=== Task requirements ===
For the records that follow, work out how many lines include "alloy" and give only that count.

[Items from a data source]

+ + + + +

//! Flashbot venue layer.
//!
//! This crate provides:
//! - The transactional host-state ledger (balances, allowances, reserves,
//!   transfer semantics) with fork/commit discipline
//! - The tagged swap-plan payload codec and callback header codec
//! - Venue descriptors, the configured venue directory, and CREATE2 pool
//!   address derivation
//! - Exchange adapters for the three venue kinds behind a common registry
//! - Flash-loan borrowing with the nested synchronous callback
//!
//! The execution engine lives in `flashbot-engine` and drives everything
//! here through the `FlashLoanReceiver` callback.

mod adapter;
mod derive;
mod directory;
mod errors;
mod ledger;
mod lending;
mod plan;

pub use adapter::{
    AdapterRegistry, ConcentratedLiquidityAdapter, ConstantProductAdapter, StableSwapAdapter,
    VenueAdapter,
};
pub use adapter::{concentrated, constant_product, stable_swap};
pub use derive::{compute_pool_address, sort_tokens, POOL_INIT_CODE_HASH};
pub use directory::{VenueDescriptor, VenueDirectory};
pub use errors::ExecutionError;
pub use ledger::{Ledger, PoolReserves, TransferOutcome, TransferStyle};
pub use lending::{flash_borrow, CallbackContext, FlashLoanReceiver};
pub use plan::{
    decode_callback_data, encode_callback_data, PlanBuilder, RouteInstruction, StableLegRoute,
    SwapPlan, VenueKind, VenueRef, PLAN_TAG_SINGLE_HOP, PLAN_TAG_TWO_HOP,
};
//! Venue descriptors and the configured venue directory.
//!
//! The directory is populated once at configuration time and is the only
//! authority on which addresses are venues and what kind each one is. An
//! address it does not know is an unknown venue; there is no default-kind
//! fallback.

use std::collections::HashMap;

use alloy::primitives::{Address, B256, U256};

use crate::derive::{compute_pool_address, sort_tokens, POOL_INIT_CODE_HASH};
use crate::errors::ExecutionError;
use crate::plan::{RouteInstruction, VenueKind, VenueRef};

/// Static metadata of one venue.
#[derive(Debug, Clone, Copy)]
pub struct VenueDescriptor {
    pub address: Address,
    pub kind: VenueKind,
    /// Canonical token pair, lower address first.
    pub token0: Address,
    pub token1: Address,
    /// Fee in pips (hundredths of a bip over 1e6). First-class for
    /// concentrated-liquidity venues; 3000 by convention elsewhere.
    pub fee_pips: u32,
    /// Stable-curve flag for stable-swap venues.
    pub stable: bool,
}

impl VenueDescriptor {
    pub fn new(
        address: Address,
        kind: VenueKind,
        token_a: Address,
        token_b: Address,
        fee_pips: u32,
    ) -> Self {
        let (token0, token1) = sort_tokens(token_a, token_b);
        Self {
            address,
            kind,
            token0,
            token1,
            fee_pips,
            stable: false,
        }
    }

    pub fn with_stable(mut self, stable: bool) -> Self {
        self.stable = stable;
        self
    }

    /// Whether this venue holds `asset` on either side.
    pub fn holds(&self, asset: Address) -> bool {
        asset == self.token0 || asset == self.token1
    }

    /// The flash fee owed on `amount`, rounded up.
    ///
    /// Only meaningful for venues that declare their fee in the callback.
    pub fn flash_fee(&self, amount: U256) -> Option<U256> {
        let pips = U256::from(self.fee_pips);
        let denom = U256::from(1_000_000u64);
        let product = amount.checked_mul(pips)?;
        // ceil(amount * pips / 1e6)
        product
            .checked_add(denom - U256::from(1u64))
            .map(|n| n / denom)
    }
}

/// Registry of configured venues, keyed by address.
#[derive(Debug, Clone)]
pub struct VenueDirectory {
    venues: HashMap<Address, VenueDescriptor>,
    factory: Address,
    init_code_hash: B256,
}

impl VenueDirectory {
    pub fn new(factory: Address) -> Self {
        Self {
            venues: HashMap::new(),
            factory,
            init_code_hash: POOL_INIT_CODE_HASH,
        }
    }

    pub fn with_init_code_hash(mut self, hash: B256) -> Self {
        self.init_code_hash = hash;
        self
    }

    pub fn factory(&self) -> Address {
        self.factory
    }

    /// Register one venue. Later registrations of the same address win.
    pub fn register(&mut self, descriptor: VenueDescriptor) {
        self.venues.insert(descriptor.address, descriptor);
    }

    /// Look up a venue by address.
    pub fn resolve(&self, address: Address) -> Result<&VenueDescriptor, ExecutionError> {
        self.venues
            .get(&address)
            .ok_or(ExecutionError::UnknownVenue(address))
    }

    /// The two assets a venue holds.
    pub fn asset_pair(&self, venue: Address) -> Result<(Address, Address), ExecutionError> {
        let descriptor = self.resolve(venue)?;
        Ok((descriptor.token0, descriptor.token1))
    }

    /// Resolve a route instruction to its venue descriptor.
    ///
    /// Derived references go through CREATE2 address computation first; a
    /// descriptor whose registered kind disagrees with the route's declared
    /// kind is rejected rather than dispatched on a guess.
    pub fn resolve_route(
        &self,
        route: &RouteInstruction,
    ) -> Result<&VenueDescriptor, ExecutionError> {
        let address = match route.venue {
            VenueRef::Direct(addr) => addr,
            VenueRef::Derived {
                token_a,
                token_b,
                fee_tier,
            } => compute_pool_address(self.factory, token_a, token_b, fee_tier, self.init_code_hash),
        };
        let descriptor = self.resolve(address)?;
        if descriptor.kind != route.venue_kind {
            return Err(ExecutionError::UnknownVenue(address));
        }
        Ok(descriptor)
    }

    /// Find a venue of `kind` holding the (a, b) pair, for stable-swap legs.
    pub fn find_pair(&self, kind: VenueKind, a: Address, b: Address) -> Option<&VenueDescriptor> {
        let (token0, token1) = sort_tokens(a, b);
        self.venues
            .values()
            .find(|v| v.kind == kind && v.token0 == token0 && v.token1 == token1)
    }
}

#[cfg(test)]
mod tests {
    use super::*;

    fn addr(n: u8) -> Address {
        Address::repeat_byte(n)
    }

    #[test]
    fn test_unknown_address_is_an_error() {
        let directory = VenueDirectory::new(addr(0xaa));
        let err = directory.resolve(addr(1)).unwrap_err();
        assert_eq!(err, ExecutionError::UnknownVenue(addr(1)));
    }

    #[test]
    fn test_kind_mismatch_is_unknown_venue() {
        let mut directory = VenueDirectory::new(addr(0xaa));
        let pool = addr(5);
        directory.register(VenueDescriptor::new(
            pool,
            VenueKind::ConstantProduct,
            addr(1),
            addr(2),
            3000,
        ));
        let route = RouteInstruction {
            venue_kind: VenueKind::ConcentratedLiquidity,
            venue: VenueRef::Direct(pool),
            token_in: addr(1),
            token_out: addr(2),
            min_out: U256::ZERO,
            legs: Vec::new(),
        };
        assert_eq!(
            directory.resolve_route(&route).unwrap_err(),
            ExecutionError::UnknownVenue(pool)
        );
    }

    #[test]
    fn test_derived_route_resolution() {
        let factory = addr(0xaa);
        let (a, b) = (addr(1), addr(2));
        let pool = compute_pool_address(factory, a, b, 500, POOL_INIT_CODE_HASH);
        let mut directory = VenueDirectory::new(factory);
        directory.register(VenueDescriptor::new(
            pool,
            VenueKind::ConcentratedLiquidity,
            a,
            b,
            500,
        ));
        let route = RouteInstruction {
            venue_kind: VenueKind::ConcentratedLiquidity,
            venue: VenueRef::Derived {
                token_a: a,
                token_b: b,
                fee_tier: 500,
            },
            token_in: a,
            token_out: b,
            min_out: U256::ZERO,
            legs: Vec::new(),
        };
        assert_eq!(directory.resolve_route(&route).unwrap().address, pool);
    }

    #[test]
    fn test_flash_fee_rounds_up() {
        let descriptor = VenueDescriptor::new(
            addr(5),
            VenueKind::ConcentratedLiquidity,
            addr(1),
            addr(2),
            500,
        );
        // 1_000_000 * 500 / 1e6 = 500 exactly
        assert_eq!(
            descriptor.flash_fee(U256::from(1_000_000u64)),
            Some(U256::from(500u64))
        );
        // 1_000_001 * 500 / 1e6 = 500.0005 -> 501
        assert_eq!(
            descriptor.flash_fee(U256::from(1_000_001u64)),
            Some(U256::from(501u64))
        );
    }
}
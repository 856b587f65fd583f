//! Flash-loan borrowing.
//!
//! The callback here is not an asynchronous event: the lending venue pays
//! the principal out and immediately invokes the receiver on the same call
//! stack, before `flash_borrow` returns. By the time the callback returns,
//! the venue's balance must have grown back to principal plus fee, or the
//! borrow fails and the caller discards every effect.
//!
//! Two venue families lend:
//! - constant-product pools charge the implicit 0.30% convention and pass
//!   an initiator argument through to the callback;
//! - concentrated-liquidity pools declare the fee in the callback and pass
//!   no initiator.

use alloy::primitives::{Address, Bytes, U256};
use tracing::debug;

use crate::adapter::constant_product;
use crate::directory::VenueDirectory;
use crate::errors::ExecutionError;
use crate::ledger::Ledger;
use crate::plan::VenueKind;

/// Everything the lending venue hands to the borrower's callback.
#[derive(Debug, Clone)]
pub struct CallbackContext {
    /// Identity of the venue making the callback.
    pub caller: Address,
    /// Initiating identity, for venue families that report one.
    pub initiator: Option<Address>,
    /// Fee owed on top of the principal, for venues that declare it.
    pub declared_fee: Option<U256>,
    /// The payload handed to the venue at initiation, passed through
    /// untouched.
    pub data: Bytes,
}

/// Borrower half of a flash loan.
pub trait FlashLoanReceiver {
    /// Invoked synchronously by the lending venue mid-borrow.
    fn on_flash_loan(
        &mut self,
        ledger: &mut Ledger,
        venues: &VenueDirectory,
        ctx: CallbackContext,
    ) -> Result<(), ExecutionError>;
}

/// Borrow `amount` of `asset` from `pool`, run the receiver's callback, and
/// verify repayment.
///
/// `recipient` receives the principal; `initiator` is the identity the
/// venue reports to the callback for families that pass one.
#[allow(clippy::too_many_arguments)]
pub fn flash_borrow(
    ledger: &mut Ledger,
    venues: &VenueDirectory,
    pool: Address,
    recipient: Address,
    initiator: Address,
    asset: Address,
    amount: U256,
    payload: Bytes,
    receiver: &mut dyn FlashLoanReceiver,
) -> Result<(), ExecutionError> {
    let descriptor = *venues.resolve(pool)?;
    if !descriptor.holds(asset) {
        return Err(ExecutionError::AssetNotInVenue { venue: pool, asset });
    }

    let (owed, declared_fee, reported_initiator) = match descriptor.kind {
        VenueKind::ConcentratedLiquidity => {
            let fee = descriptor
                .flash_fee(amount)
                .ok_or(ExecutionError::ArithmeticOverflow("flash fee"))?;
            let owed = amount
                .checked_add(fee)
                .ok_or(ExecutionError::ArithmeticOverflow("amount owed"))?;
            (owed, Some(fee), None)
        }
        VenueKind::ConstantProduct => {
            (constant_product::flash_repayment(amount)?, None, Some(initiator))
        }
        VenueKind::StableSwap => return Err(ExecutionError::UnknownVenue(pool)),
    };

    let balance_before = ledger.balance_of(asset, pool);
    if balance_before < amount {
        return Err(ExecutionError::InsufficientLiquidity(pool));
    }
    let outcome = ledger.transfer(asset, pool, recipient, amount)?;
    if !outcome.is_success() {
        return Err(ExecutionError::TransferFailed(asset));
    }
    debug!(pool = %pool, asset = %asset, amount = %amount, "flash loan paid out");

    receiver.on_flash_loan(
        ledger,
        venues,
        CallbackContext {
            caller: pool,
            initiator: reported_initiator,
            declared_fee,
            data: payload,
        },
    )?;

    // balance_before already covered the principal, so this cannot wrap.
    let floor = balance_before - amount;
    let required = floor
        .checked_add(owed)
        .ok_or(ExecutionError::ArithmeticOverflow("required balance"))?;
    let balance_after = ledger.balance_of(asset, pool);
    if balance_after < required {
        return Err(ExecutionError::InsufficientRepayment {
            venue: pool,
            required: owed,
            received: balance_after.saturating_sub(floor),
        });
    }

    // Fold the fee growth into the borrowed side's reserves.
    let growth = balance_after - balance_before;
    let mut reserves = ledger.reserves(pool)?;
    if asset == descriptor.token0 {
        reserves.reserve0 = reserves.reserve0.saturating_add(growth);
    } else {
        reserves.reserve1 = reserves.reserve1.saturating_add(growth);
    }
    ledger.set_reserves(pool, reserves);

    debug!(pool = %pool, owed = %owed, repaid = %(balance_after - floor), "flash loan settled");
    Ok(())
}

#[cfg(test)]
mod tests {
    use super::*;
    use crate::directory::VenueDescriptor;

    fn addr(n: u8) -> Address {
        Address::repeat_byte(n)
    }

    /// Receiver that repays a fixed amount out of its own balance.
    struct Repayer {
        repay: U256,
        seen_fee: Option<U256>,
        seen_initiator: Option<Address>,
    }

    impl FlashLoanReceiver for Repayer {
        fn on_flash_loan(
            &mut self,
            ledger: &mut Ledger,
            _venues: &VenueDirectory,
            ctx: CallbackContext,
        ) -> Result<(), ExecutionError> {
            self.seen_fee = ctx.declared_fee;
            self.seen_initiator = ctx.initiator;
            let asset: Address = addr(1);
            let me = addr(10);
            ledger.transfer(asset, me, ctx.caller, self.repay)?;
            Ok(())
        }
    }

    fn world() -> (Ledger, VenueDirectory, Address) {
        let (weth, usdc) = (addr(1), addr(2));
        let pool = addr(5);
        let mut ledger = Ledger::new();
        ledger.seed_pool(
            pool,
            weth,
            U256::from(100_000_000u64),
            usdc,
            U256::from(400_000_000u64),
        );
        // Pre-fund the receiver so it can repay without trading.
        ledger.mint(weth, addr(10), U256::from(10_000_000u64));
        let mut venues = VenueDirectory::new(addr(0xaa));
        venues.register(VenueDescriptor::new(
            pool,
            VenueKind::ConcentratedLiquidity,
            weth,
            usdc,
            500,
        ));
        (ledger, venues, pool)
    }

    #[test]
    fn test_declared_fee_borrow_settles() {
        let (mut ledger, venues, pool) = world();
        let mut receiver = Repayer {
            repay: U256::from(1_000_500u64),
            seen_fee: None,
            seen_initiator: None,
        };
        flash_borrow(
            &mut ledger,
            &venues,
            pool,
            addr(10),
            addr(10),
            addr(1),
            U256::from(1_000_000u64),
            Bytes::new(),
            &mut receiver,
        )
        .unwrap();
        assert_eq!(receiver.seen_fee, Some(U256::from(500u64)));
        assert_eq!(receiver.seen_initiator, None);
        // Pool grew by exactly the fee; reserves follow.
        assert_eq!(
            ledger.balance_of(addr(1), pool),
            U256::from(100_000_500u64)
        );
        assert_eq!(
            ledger.reserves(pool).unwrap().reserve0,
            U256::from(100_000_500u64)
        );
    }

    #[test]
    fn test_short_repayment_fails() {
        let (mut ledger, venues, pool) = world();
        let mut receiver = Repayer {
            repay: U256::from(1_000_499u64),
            seen_fee: None,
            seen_initiator: None,
        };
        let err = flash_borrow(
            &mut ledger,
            &venues,
            pool,
            addr(10),
            addr(10),
            addr(1),
            U256::from(1_000_000u64),
            Bytes::new(),
            &mut receiver,
        )
        .unwrap_err();
        assert!(matches!(err, ExecutionError::InsufficientRepayment { .. }));
    }

    #[test]
    fn test_initiator_reported_by_constant_product_family() {
        let (weth, usdc) = (addr(1), addr(2));
        let pool = addr(6);
        let mut ledger = Ledger::new();
        ledger.seed_pool(
            pool,
            weth,
            U256::from(100_000_000u64),
            usdc,
            U256::from(400_000_000u64),
        );
        ledger.mint(weth, addr(10), U256::from(10_000_000u64));
        let mut venues = VenueDirectory::new(addr(0xaa));
        venues.register(VenueDescriptor::new(
            pool,
            VenueKind::ConstantProduct,
            weth,
            usdc,
            3000,
        ));

        // floor(1_000_000 * 1000 / 997) + 1 = 1_003_010
        let mut receiver = Repayer {
            repay: U256::from(1_003_010u64),
            seen_fee: None,
            seen_initiator: None,
        };
        flash_borrow(
            &mut ledger,
            &venues,
            pool,
            addr(10),
            addr(77),
            weth,
            U256::from(1_000_000u64),
            Bytes::new(),
            &mut receiver,
        )
        .unwrap();
        assert_eq!(receiver.seen_initiator, Some(addr(77)));
        assert_eq!(receiver.seen_fee, None);
    }

    #[test]
    fn test_asset_not_in_venue() {
        let (mut ledger, venues, pool) = world();
        let mut receiver = Repayer {
            repay: U256::ZERO,
            seen_fee: None,
            seen_initiator: None,
        };
        let err = flash_borrow(
            &mut ledger,
            &venues,
            pool,
            addr(10),
            addr(10),
            addr(9),
            U256::from(1u64),
            Bytes::new(),
            &mut receiver,
        )
        .unwrap_err();
        assert!(matches!(err, ExecutionError::AssetNotInVenue { .. }));
    }
}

+ + + + +

=== Completed task ===
2